The Wildlife Trusts (WTs) have excellent publications to refer to:

The Government in the Natural Environment White Paper (2011) recognises:
“The quality of the local natural environment is one of the factors that shape our health over a lifetime. A good-quality environment is associated with a decrease in problems such as high blood pressure and high cholesterol. It is also linked with better mental health, reduced stress and more physical activity. If every household in England were provided with good access to quality green space, an estimated £2.1 billion in healthcare costs could be saved. On the other hand, a poor local natural environment can damage people’s health and contribute to health inequalities. For example, the social costs of the impacts of air pollution are estimated at £16 billion per year in the UK”
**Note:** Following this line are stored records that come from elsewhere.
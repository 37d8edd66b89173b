//! pgmq queue operations via direct SQLx.
//!
//! Calls pgmq's SQL functions: pgmq.create, pgmq.send, pgmq.read,
//! pgmq.set_vt, pgmq.archive. [`PgmqQueue`] adapts them to [`JobQueue`].

use std::time::Duration;

use async_trait::async_trait;
use opentelemetry::KeyValue;
use tracing::{debug, warn};

use super::{Db, whole_seconds};
use crate::error::Result;
use crate::model::TaskId;
use crate::queue::{Delivery, JobQueue, TaskMessage};
use crate::telemetry::metrics;

/// A message read from a pgmq queue.
#[derive(Debug, Clone)]
pub struct PgmqMessage {
    pub msg_id: i64,
    pub read_ct: i32,
    pub enqueued_at: chrono::DateTime<chrono::Utc>,
    pub message: serde_json::Value,
}

fn record(queue_name: &str, operation: &'static str) {
    metrics::queue_operations().add(
        1,
        &[
            KeyValue::new("queue", queue_name.to_string()),
            KeyValue::new("operation", operation),
        ],
    );
}

impl Db {
    /// Create a pgmq queue (idempotent).
    pub async fn create_queue(&self, queue_name: &str) -> Result<()> {
        sqlx::query("SELECT pgmq.create($1)")
            .bind(queue_name)
            .execute(self.pool())
            .await?;
        record(queue_name, "create");
        Ok(())
    }

    /// Send a message to a pgmq queue. Returns the message ID.
    /// delay_seconds: 0 for immediate, >0 for delayed delivery.
    pub async fn send_to_queue(
        &self,
        queue_name: &str,
        payload: &serde_json::Value,
        delay_seconds: i32,
    ) -> Result<i64> {
        let row: (i64,) = sqlx::query_as("SELECT pgmq.send($1, $2, $3)")
            .bind(queue_name)
            .bind(payload)
            .bind(delay_seconds)
            .fetch_one(self.pool())
            .await?;
        record(queue_name, "send");
        Ok(row.0)
    }

    /// Read the next message from a queue (visibility timeout in seconds).
    /// Returns None if queue is empty.
    pub async fn read_from_queue(
        &self,
        queue_name: &str,
        vt_seconds: i32,
    ) -> Result<Option<PgmqMessage>> {
        let row = sqlx::query_as::<
            _,
            (
                i64,
                i32,
                chrono::DateTime<chrono::Utc>,
                serde_json::Value,
            ),
        >("SELECT msg_id, read_ct, enqueued_at, message FROM pgmq.read($1, $2, 1)")
        .bind(queue_name)
        .bind(vt_seconds)
        .fetch_optional(self.pool())
        .await?;

        let msg = row.map(|(msg_id, read_ct, enqueued_at, message)| PgmqMessage {
            msg_id,
            read_ct,
            enqueued_at,
            message,
        });

        record(queue_name, if msg.is_some() { "read" } else { "read_empty" });
        Ok(msg)
    }

    /// Push a message's visibility deadline `vt_seconds` into the future.
    pub async fn set_visibility(&self, queue_name: &str, msg_id: i64, vt_seconds: i32) -> Result<()> {
        sqlx::query("SELECT msg_id FROM pgmq.set_vt($1, $2, $3)")
            .bind(queue_name)
            .bind(msg_id)
            .bind(vt_seconds)
            .fetch_optional(self.pool())
            .await?;
        record(queue_name, "set_vt");
        Ok(())
    }

    /// Archive a message (moves to archive table, preserves for audit).
    pub async fn archive_message(&self, queue_name: &str, msg_id: i64) -> Result<()> {
        sqlx::query("SELECT pgmq.archive($1, $2)")
            .bind(queue_name)
            .bind(msg_id)
            .execute(self.pool())
            .await?;
        record(queue_name, "archive");
        Ok(())
    }
}

/// [`JobQueue`] over one pgmq queue.
#[derive(Clone)]
pub struct PgmqQueue {
    db: Db,
    name: String,
}

impl PgmqQueue {
    pub fn new(db: Db, name: impl Into<String>) -> Self {
        Self {
            db,
            name: name.into(),
        }
    }

    pub fn name(&self) -> &str {
        &self.name
    }

    /// Create the underlying queue if needed.
    pub async fn ensure(&self) -> Result<()> {
        self.db.create_queue(&self.name).await
    }
}

#[async_trait]
impl JobQueue for PgmqQueue {
    async fn enqueue(&self, task_id: TaskId) -> Result<()> {
        let payload = serde_json::to_value(TaskMessage { task_id })?;
        self.db.send_to_queue(&self.name, &payload, 0).await?;
        Ok(())
    }

    async fn dequeue(&self, visibility_timeout: Duration) -> Result<Option<Delivery>> {
        let Some(msg) = self
            .db
            .read_from_queue(&self.name, whole_seconds(visibility_timeout))
            .await?
        else {
            return Ok(None);
        };

        if msg.read_ct > 1 {
            let age = chrono::Utc::now() - msg.enqueued_at;
            debug!(
                queue = %self.name,
                msg_id = msg.msg_id,
                read_ct = msg.read_ct,
                age_secs = age.num_seconds(),
                "redelivered message"
            );
        }

        match serde_json::from_value::<TaskMessage>(msg.message.clone()) {
            Ok(body) => Ok(Some(Delivery {
                receipt: msg.msg_id,
                task_id: body.task_id,
                delivery_count: msg.read_ct.max(0) as u32,
            })),
            Err(e) => {
                // Can never succeed; take it out of circulation.
                warn!(queue = %self.name, msg_id = msg.msg_id, error = %e, "bad queue payload, archiving");
                self.db.archive_message(&self.name, msg.msg_id).await?;
                Ok(None)
            }
        }
    }

    async fn redeliver_after(&self, delivery: &Delivery, delay: Duration) -> Result<()> {
        self.db
            .set_visibility(&self.name, delivery.receipt, whole_seconds(delay))
            .await
    }

    async fn extend_visibility(
        &self,
        delivery: &Delivery,
        visibility_timeout: Duration,
    ) -> Result<()> {
        self.db
            .set_visibility(&self.name, delivery.receipt, whole_seconds(visibility_timeout).max(1))
            .await
    }

    async fn ack(&self, delivery: &Delivery) -> Result<()> {
        self.db.archive_message(&self.name, delivery.receipt).await
    }
}
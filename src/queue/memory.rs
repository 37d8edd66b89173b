//! In-memory queue with visibility timeouts on the Tokio clock.
//!
//! Uses `tokio::time::Instant`, so tests running on a paused clock can
//! advance through backoffs without sleeping.

use std::sync::atomic::{AtomicBool, Ordering};
use std::time::Duration;

use async_trait::async_trait;
use parking_lot::Mutex;
use tokio::time::Instant;

use super::{Delivery, JobQueue};
use crate::error::{Error, Result};
use crate::model::TaskId;

#[derive(Debug, Clone)]
struct Message {
    receipt: i64,
    task_id: TaskId,
    visible_at: Instant,
    read_count: u32,
}

#[derive(Default)]
struct QueueState {
    next_receipt: i64,
    messages: Vec<Message>,
    acked: Vec<TaskId>,
    redeliveries: Vec<(TaskId, Duration)>,
    extensions: usize,
}

#[derive(Default)]
pub struct InMemoryJobQueue {
    state: Mutex<QueueState>,
    unavailable: AtomicBool,
}

impl InMemoryJobQueue {
    pub fn new() -> Self {
        Self::default()
    }

    pub fn set_available(&self, available: bool) {
        self.unavailable.store(!available, Ordering::SeqCst);
    }

    /// Messages not yet acknowledged, visible or not.
    pub fn len(&self) -> usize {
        self.state.lock().messages.len()
    }

    pub fn is_empty(&self) -> bool {
        self.len() == 0
    }

    /// Task ids acknowledged so far, in order.
    pub fn acked(&self) -> Vec<TaskId> {
        self.state.lock().acked.clone()
    }

    /// Every `redeliver_after` call so far, in order.
    pub fn redeliveries(&self) -> Vec<(TaskId, Duration)> {
        self.state.lock().redeliveries.clone()
    }

    /// How many times a delivery's visibility was extended.
    pub fn extensions(&self) -> usize {
        self.state.lock().extensions
    }

    fn check(&self) -> Result<()> {
        if self.unavailable.load(Ordering::SeqCst) {
            Err(Error::StoreUnavailable("queue offline".to_string()))
        } else {
            Ok(())
        }
    }
}

#[async_trait]
impl JobQueue for InMemoryJobQueue {
    async fn enqueue(&self, task_id: TaskId) -> Result<()> {
        self.check()?;
        let mut state = self.state.lock();
        state.next_receipt += 1;
        let receipt = state.next_receipt;
        state.messages.push(Message {
            receipt,
            task_id,
            visible_at: Instant::now(),
            read_count: 0,
        });
        Ok(())
    }

    async fn dequeue(&self, visibility_timeout: Duration) -> Result<Option<Delivery>> {
        self.check()?;
        let now = Instant::now();
        let mut state = self.state.lock();
        let next = state
            .messages
            .iter_mut()
            .filter(|m| m.visible_at <= now)
            .min_by_key(|m| (m.visible_at, m.receipt));
        Ok(next.map(|m| {
            m.visible_at = now + visibility_timeout;
            m.read_count += 1;
            Delivery {
                receipt: m.receipt,
                task_id: m.task_id,
                delivery_count: m.read_count,
            }
        }))
    }

    async fn redeliver_after(&self, delivery: &Delivery, delay: Duration) -> Result<()> {
        self.check()?;
        let mut state = self.state.lock();
        let message = state
            .messages
            .iter_mut()
            .find(|m| m.receipt == delivery.receipt)
            .ok_or_else(|| Error::NotFound(format!("queue message {}", delivery.receipt)))?;
        message.visible_at = Instant::now() + delay;
        state.redeliveries.push((delivery.task_id, delay));
        Ok(())
    }

    async fn extend_visibility(
        &self,
        delivery: &Delivery,
        visibility_timeout: Duration,
    ) -> Result<()> {
        self.check()?;
        let mut state = self.state.lock();
        let message = state
            .messages
            .iter_mut()
            .find(|m| m.receipt == delivery.receipt)
            .ok_or_else(|| Error::NotFound(format!("queue message {}", delivery.receipt)))?;
        message.visible_at = Instant::now() + visibility_timeout;
        state.extensions += 1;
        Ok(())
    }

    async fn ack(&self, delivery: &Delivery) -> Result<()> {
        self.check()?;
        let mut state = self.state.lock();
        let before = state.messages.len();
        state.messages.retain(|m| m.receipt != delivery.receipt);
        if state.messages.len() == before {
            return Err(Error::NotFound(format!("queue message {}", delivery.receipt)));
        }
        state.acked.push(delivery.task_id);
        Ok(())
    }
}
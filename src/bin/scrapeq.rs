//! scrapeq CLI: operator interface to the job pipeline.

use clap::{Parser, Subcommand};
use scrapeq::config::Config;
use scrapeq::db::{Db, PgmqQueue};
use scrapeq::engine::{CommandJobBody, Worker};
use scrapeq::model::{TaskId, WorkId};
use scrapeq::service::{self, IntakeService, ResultPath, Upload};
use scrapeq::store::JobStore;
use scrapeq::telemetry::{TelemetryConfig, init_telemetry};
use scrapeq::tokens::{TokenPool, capacity_from_available_memory};
use secrecy::ExposeSecret;
use std::path::PathBuf;
use std::sync::Arc;

#[derive(Parser)]
#[command(name = "scrapeq", about = "Token-bounded background scraping jobs")]
struct Cli {
    #[command(subcommand)]
    command: Command,
}

#[derive(Subcommand)]
enum Command {
    /// Run a worker: seed the token pool if needed, then process tasks
    Serve,
    /// Submit a CSV upload
    Submit {
        /// Path to the CSV file
        file: PathBuf,
        /// Cap on tasks attached to the work
        #[arg(long)]
        max_tasks: Option<u32>,
    },
    /// Show the status of a work or task
    Status {
        /// Work or task ID
        id: uuid::Uuid,
    },
    /// Print the result location of a completed task
    Result {
        /// Task ID
        task_id: uuid::Uuid,
    },
    /// Cancel a work; tasks already running still finish
    Cancel {
        /// Work ID
        work_id: uuid::Uuid,
    },
    /// List recent works
    List {
        /// Maximum works to show
        #[arg(long, default_value_t = 20)]
        limit: i64,
    },
    /// Admission token pool operations
    Tokens {
        #[command(subcommand)]
        action: TokensAction,
    },
}

#[derive(Subcommand)]
enum TokensAction {
    /// Show available tokens
    Show,
    /// Re-seed the pool (only while no tasks are running)
    Reset {
        /// New capacity
        capacity: i64,
    },
}

#[tokio::main]
async fn main() -> anyhow::Result<()> {
    dotenvy::dotenv().ok();
    let cli = Cli::parse();
    let config = Config::from_env()?;

    match cli.command {
        Command::Serve => cmd_serve(config).await,
        command => cmd_client(config, command).await,
    }
}

/// One-shot operator commands against the shared database.
async fn cmd_client(config: Config, command: Command) -> anyhow::Result<()> {
    let _guard = init_telemetry(TelemetryConfig::for_cli())?;
    let db = Db::connect(config.database_url.expose_secret(), config.max_connections).await?;
    db.migrate().await?;

    match command {
        Command::Serve => anyhow::bail!("serve is not a client command"),
        Command::Submit { file, max_tasks } => cmd_submit(&config, db, file, max_tasks).await,
        Command::Status { id } => cmd_status(&db, id).await,
        Command::Result { task_id } => cmd_result(&db, task_id).await,
        Command::Cancel { work_id } => {
            let work = db.cancel_work(WorkId(work_id)).await?;
            println!("Cancelled: {} ({})", work.id, work.filename);
            Ok(())
        }
        Command::List { limit } => cmd_list(&db, limit).await,
        Command::Tokens { action } => {
            let pool = TokenPool::with_key(Arc::new(db), &config.token_key);
            match action {
                TokensAction::Show => println!("Available tokens: {}", pool.available().await?),
                TokensAction::Reset { capacity } => {
                    println!("Token pool reset to {}", pool.reset(capacity).await?)
                }
            }
            Ok(())
        }
    }
}

async fn cmd_serve(config: Config) -> anyhow::Result<()> {
    let _guard = init_telemetry(TelemetryConfig::for_worker(&config))?;

    let program = config
        .scraper_command
        .clone()
        .ok_or_else(|| anyhow::anyhow!("SCRAPER_COMMAND must be set to run a worker"))?;

    let db = Db::connect(config.database_url.expose_secret(), config.max_connections).await?;
    db.migrate().await?;
    let queue = PgmqQueue::new(db.clone(), &config.queue_name);
    queue.ensure().await?;

    let tokens = TokenPool::with_key(Arc::new(db.clone()), &config.token_key);
    let hint = config
        .token_capacity
        .unwrap_or_else(capacity_from_available_memory);
    if let Err(e) = tokens.initialize(hint).await {
        // Still make sure a pool exists so tasks can eventually run.
        tracing::warn!("token pool initialization failed: {e}; falling back to one token");
        tokens.initialize(1).await?;
    }

    let worker = Worker::new(
        Arc::new(db),
        Arc::new(queue),
        tokens,
        Arc::new(CommandJobBody::new(program)),
        config.worker.clone(),
    );

    let w = worker.clone();
    tokio::spawn(async move {
        tokio::signal::ctrl_c().await.ok();
        w.shutdown();
    });

    worker.run().await?;
    Ok(())
}

async fn cmd_submit(
    config: &Config,
    db: Db,
    file: PathBuf,
    max_tasks: Option<u32>,
) -> anyhow::Result<()> {
    let bytes = tokio::fs::read(&file).await?;
    let filename = file
        .file_name()
        .map(|n| n.to_string_lossy().into_owned())
        .unwrap_or_default();

    let queue = PgmqQueue::new(db.clone(), &config.queue_name);
    queue.ensure().await?;
    let intake = IntakeService::new(Arc::new(db), Arc::new(queue), &config.upload_dir);

    let mut upload = Upload::new(filename, bytes);
    if let Some(max) = max_tasks {
        upload = upload.max_tasks(max);
    }
    let submission = intake.submit(upload).await?;

    println!("Work: {}", submission.work_id);
    println!("Task: {}", submission.task_id);
    Ok(())
}

async fn cmd_status(db: &Db, id: uuid::Uuid) -> anyhow::Result<()> {
    let Some(report) = service::get_status(db, id).await? else {
        anyhow::bail!("no work or task with id {id}");
    };
    println!("{}", serde_json::to_string_pretty(&report)?);

    if report.kind == service::RecordKind::Work {
        let tasks = db.list_tasks(WorkId(id)).await?;
        println!("\n{:<36}  {:<10}  {:<8}  RESULT", "TASK", "STATUS", "ATTEMPTS");
        for task in &tasks {
            println!(
                "{:<36}  {:<10}  {:<8}  {}",
                task.id,
                task.status,
                task.attempts,
                task.result_path.as_deref().unwrap_or("-")
            );
        }
    }
    Ok(())
}

async fn cmd_result(db: &Db, task_id: uuid::Uuid) -> anyhow::Result<()> {
    match service::get_result_path(db, TaskId(task_id)).await? {
        ResultPath::Ready(path) => println!("{path}"),
        ResultPath::NotReady(status) => anyhow::bail!("task {task_id} is not finished (status: {status})"),
        ResultPath::NotFound => anyhow::bail!("no task with id {task_id}"),
        ResultPath::Missing(path) => anyhow::bail!("result file {path} of task {task_id} no longer exists"),
    }
    Ok(())
}

async fn cmd_list(db: &Db, limit: i64) -> anyhow::Result<()> {
    let works = db.list_works(limit).await?;
    if works.is_empty() {
        println!("No works found.");
        return Ok(());
    }

    println!(
        "{:<36}  {:<12}  {:<30}  CREATED",
        "ID", "STATUS", "FILENAME"
    );
    println!("{}", "-".repeat(100));
    for work in &works {
        let name = if work.filename.chars().count() > 30 {
            format!("{}…", work.filename.chars().take(29).collect::<String>())
        } else {
            work.filename.clone()
        };
        println!(
            "{:<36}  {:<12}  {:<30}  {}",
            work.id,
            work.status,
            name,
            work.created_at.format("%Y-%m-%d %H:%M")
        );
    }
    println!("\n{} work(s)", works.len());
    Ok(())
}
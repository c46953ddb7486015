use crate::calendar::MachineCalendar;
use crate::error::{CalendarError, CalendarResult};
use crate::locale::Locale;
use serde_json::Error as SerdeJsonError;
use std::fmt;
use std::fs::File;
use std::io;
use std::path::Path;

#[derive(Debug)]
pub enum ExportError {
    Serialization(SerdeJsonError),
    Io(io::Error),
    Csv(csv::Error),
    Calendar(CalendarError),
}

impl fmt::Display for ExportError {
    fn fmt(&self, f: &mut fmt::Formatter<'_>) -> fmt::Result {
        match self {
            ExportError::Serialization(err) => write!(f, "serialization error: {err}"),
            ExportError::Io(err) => write!(f, "io error: {err}"),
            ExportError::Csv(err) => write!(f, "csv error: {err}"),
            ExportError::Calendar(err) => write!(f, "calendar error: {err}"),
        }
    }
}

impl std::error::Error for ExportError {}

impl From<SerdeJsonError> for ExportError {
    fn from(value: SerdeJsonError) -> Self {
        Self::Serialization(value)
    }
}

impl From<io::Error> for ExportError {
    fn from(value: io::Error) -> Self {
        Self::Io(value)
    }
}

impl From<csv::Error> for ExportError {
    fn from(value: csv::Error) -> Self {
        Self::Csv(value)
    }
}

impl From<CalendarError> for ExportError {
    fn from(value: CalendarError) -> Self {
        Self::Calendar(value)
    }
}

pub type ExportResult<T> = Result<T, ExportError>;

/// Cell markers used in the tabular grid.
#[derive(Debug, Clone, PartialEq, Eq)]
pub struct GridMarkers {
    pub present: String,
    pub absent: String,
}

impl Default for GridMarkers {
    fn default() -> Self {
        Self {
            present: "✓".to_string(),
            absent: "-".to_string(),
        }
    }
}

const ID_HEADERS: [&str; 4] = ["Machine No", "Machine Name", "Maintenance Type", "Frequency"];

/// Columns per grid row: 4 identifying columns plus 12 months x 4 weeks.
/// This shape is a fixed contract with downstream spreadsheet writers.
pub const GRID_COLUMNS: usize = ID_HEADERS.len() + 48;

/// Flatten machine calendars into the fixed 52-column grid. Row 0 is the
/// header; every following row is one (machine, schedule) pair with a
/// marker per (month, week) cell, month-major then week-minor.
pub fn calendar_grid_rows(
    calendars: &[MachineCalendar],
    locale: &Locale,
    markers: &GridMarkers,
) -> CalendarResult<Vec<Vec<String>>> {
    let mut header: Vec<String> = ID_HEADERS.iter().map(|h| h.to_string()).collect();
    for month in 1..=12 {
        let month_name = locale.month_name(month)?;
        for week in 1..=4 {
            header.push(format!("{month_name} H{week}"));
        }
    }

    let mut rows = vec![header];
    for calendar in calendars {
        for schedule in &calendar.schedules {
            let mut row = Vec::with_capacity(GRID_COLUMNS);
            row.push(calendar.machine_no.clone());
            row.push(calendar.machine_name.clone());
            row.push(schedule.maintenance_type.clone());
            row.push(schedule.frequency_label.clone());

            for month in 1..=12 {
                let weeks = schedule.weeks_by_month.get(&month);
                for week in 1..=4 {
                    let marked = weeks
                        .map(|weeks| weeks.iter().any(|w| w.number() == week))
                        .unwrap_or(false);
                    row.push(if marked {
                        markers.present.clone()
                    } else {
                        markers.absent.clone()
                    });
                }
            }
            rows.push(row);
        }
    }
    Ok(rows)
}

/// Write the 52-column grid for the given calendars to a CSV file.
pub fn save_grid_to_csv<P: AsRef<Path>>(
    calendars: &[MachineCalendar],
    locale: &Locale,
    markers: &GridMarkers,
    path: P,
) -> ExportResult<()> {
    let rows = calendar_grid_rows(calendars, locale, markers)?;
    let file = File::create(path)?;
    let mut writer = csv::Writer::from_writer(file);
    for row in &rows {
        writer.write_record(row)?;
    }
    writer.flush()?;
    Ok(())
}

/// Snapshot a set of machine calendars to a JSON file.
pub fn save_calendars_to_json<P: AsRef<Path>>(
    calendars: &[MachineCalendar],
    path: P,
) -> ExportResult<()> {
    let file = File::create(path)?;
    serde_json::to_writer_pretty(file, calendars)?;
    Ok(())
}

pub fn load_calendars_from_json<P: AsRef<Path>>(path: P) -> ExportResult<Vec<MachineCalendar>> {
    let file = File::open(path)?;
    let calendars: Vec<MachineCalendar> = serde_json::from_reader(file)?;
    Ok(calendars)
}
use crate::error::{CalendarError, CalendarResult};
use crate::frequency::Frequency;
use serde::{Deserialize, Serialize};
use std::collections::BTreeMap;

/// Presentation lookups for month names and frequency labels. Injected into
/// the rendering and export paths so the computational core stays free of
/// locale concerns.
#[derive(Debug, Clone, PartialEq, Serialize, Deserialize)]
pub struct Locale {
    month_names: [String; 12],
    frequency_labels: BTreeMap<Frequency, String>,
}

impl Locale {
    pub fn new(
        month_names: [String; 12],
        frequency_labels: BTreeMap<Frequency, String>,
    ) -> Self {
        Self {
            month_names,
            frequency_labels,
        }
    }

    /// Turkish month names and frequency labels.
    pub fn turkish() -> Self {
        Self {
            month_names: [
                "Ocak", "Şubat", "Mart", "Nisan", "Mayıs", "Haziran", "Temmuz", "Ağustos",
                "Eylül", "Ekim", "Kasım", "Aralık",
            ]
            .map(String::from),
            frequency_labels: BTreeMap::from([
                (Frequency::Weekly, "Haftalık".to_string()),
                (Frequency::Monthly, "Aylık".to_string()),
                (Frequency::Quarterly, "3 Aylık".to_string()),
                (Frequency::SemiAnnual, "6 Aylık".to_string()),
                (Frequency::Annual, "Yıllık".to_string()),
            ]),
        }
    }

    pub fn month_name(&self, month: u32) -> CalendarResult<&str> {
        if !(1..=12).contains(&month) {
            return Err(CalendarError::MonthOutOfRange(month));
        }
        Ok(&self.month_names[(month - 1) as usize])
    }

    /// Display label for a frequency. An unmapped frequency falls back to
    /// its raw spelling; this lookup never fails.
    pub fn frequency_label(&self, frequency: Frequency) -> &str {
        self.frequency_labels
            .get(&frequency)
            .map(String::as_str)
            .unwrap_or_else(|| frequency.as_str())
    }
}

impl Default for Locale {
    fn default() -> Self {
        Self {
            month_names: [
                "January",
                "February",
                "March",
                "April",
                "May",
                "June",
                "July",
                "August",
                "September",
                "October",
                "November",
                "December",
            ]
            .map(String::from),
            frequency_labels: BTreeMap::from([
                (Frequency::Weekly, "Weekly".to_string()),
                (Frequency::Monthly, "Monthly".to_string()),
                (Frequency::Quarterly, "Quarterly".to_string()),
                (Frequency::SemiAnnual, "Semi-annual".to_string()),
                (Frequency::Annual, "Annual".to_string()),
            ]),
        }
    }
}
pub mod calendar;
pub mod error;
pub mod export;
pub mod frequency;
pub mod locale;
pub mod machine;
pub mod render;
pub mod summary;
pub mod validation;

pub use calendar::{
    MachineCalendar, ScheduleCalendar, WeekOfMonth, build_all_calendars, build_machine_calendar,
    days_in_month,
};
pub use error::{CalendarError, CalendarResult};
pub use export::{
    ExportError, ExportResult, GRID_COLUMNS, GridMarkers, calendar_grid_rows,
    load_calendars_from_json, save_calendars_to_json, save_grid_to_csv,
};
pub use frequency::{Frequency, expand};
pub use locale::Locale;
pub use machine::{MaintenanceSchedule, Machine, ScheduleRecord};
pub use render::{RenderMode, render_machine_calendar, render_monthly_summary};
pub use summary::{MonthLoad, MonthlySummary, find_busy_periods, summarize};
pub use validation::{validate_schedule, validate_schedule_collection};
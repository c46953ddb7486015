use crate::error::{CalendarError, CalendarResult};
use crate::frequency::Frequency;
use crate::machine::MaintenanceSchedule;
use std::collections::HashSet;

/// Check that a schedule carries everything the calendar computations need.
pub fn validate_schedule(schedule: &MaintenanceSchedule) -> CalendarResult<()> {
    let missing = |field: &'static str| CalendarError::MissingRequiredField {
        field,
        schedule_id: Some(schedule.id),
    };

    if schedule.machine_no.trim().is_empty() {
        return Err(missing("machine_no"));
    }
    if schedule.maintenance_type.trim().is_empty() {
        return Err(missing("maintenance_type"));
    }
    for &month in &schedule.months {
        if !(1..=12).contains(&month) {
            return Err(CalendarError::MonthOutOfRange(month));
        }
    }
    // Weekly expands to the full year without consulting months; every other
    // frequency with no months would silently occur nowhere.
    if schedule.frequency != Frequency::Weekly && schedule.months.is_empty() {
        return Err(missing("months"));
    }
    Ok(())
}

pub fn validate_schedule_collection(schedules: &[MaintenanceSchedule]) -> CalendarResult<()> {
    let mut seen_ids = HashSet::with_capacity(schedules.len());
    for schedule in schedules {
        if !seen_ids.insert(schedule.id) {
            return Err(CalendarError::DuplicateScheduleId(schedule.id));
        }
        validate_schedule(schedule)?;
    }
    Ok(())
}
Barton & Grant mapIn the Tees Valley:

The level of economic and social deprivation can impact on the health of communities. The Government’s Health profiles of local authority areas in England show that the proportion of the Tees Valley population with multiple deprivation is significantly higher than the national average, with lower life expectancy and higher levels of obesity. Getting more people actively engaged with their local natural environment through walking, play and outdoor pursuits isan issue being tackled by a wide range of organisations and partnerships including local Health and Wellbeing boards, Local Access Forums, green Infrastructure planners and countryside organisations. Modafinil is also used for the treatment of other conditions (besides narcolepsy)that cause daytime drowsiness. Moreover, sometimes it is used for the treatment of memory and attention deficit, Alzheimer’sand depression. Read more about it on purchase modafinil online .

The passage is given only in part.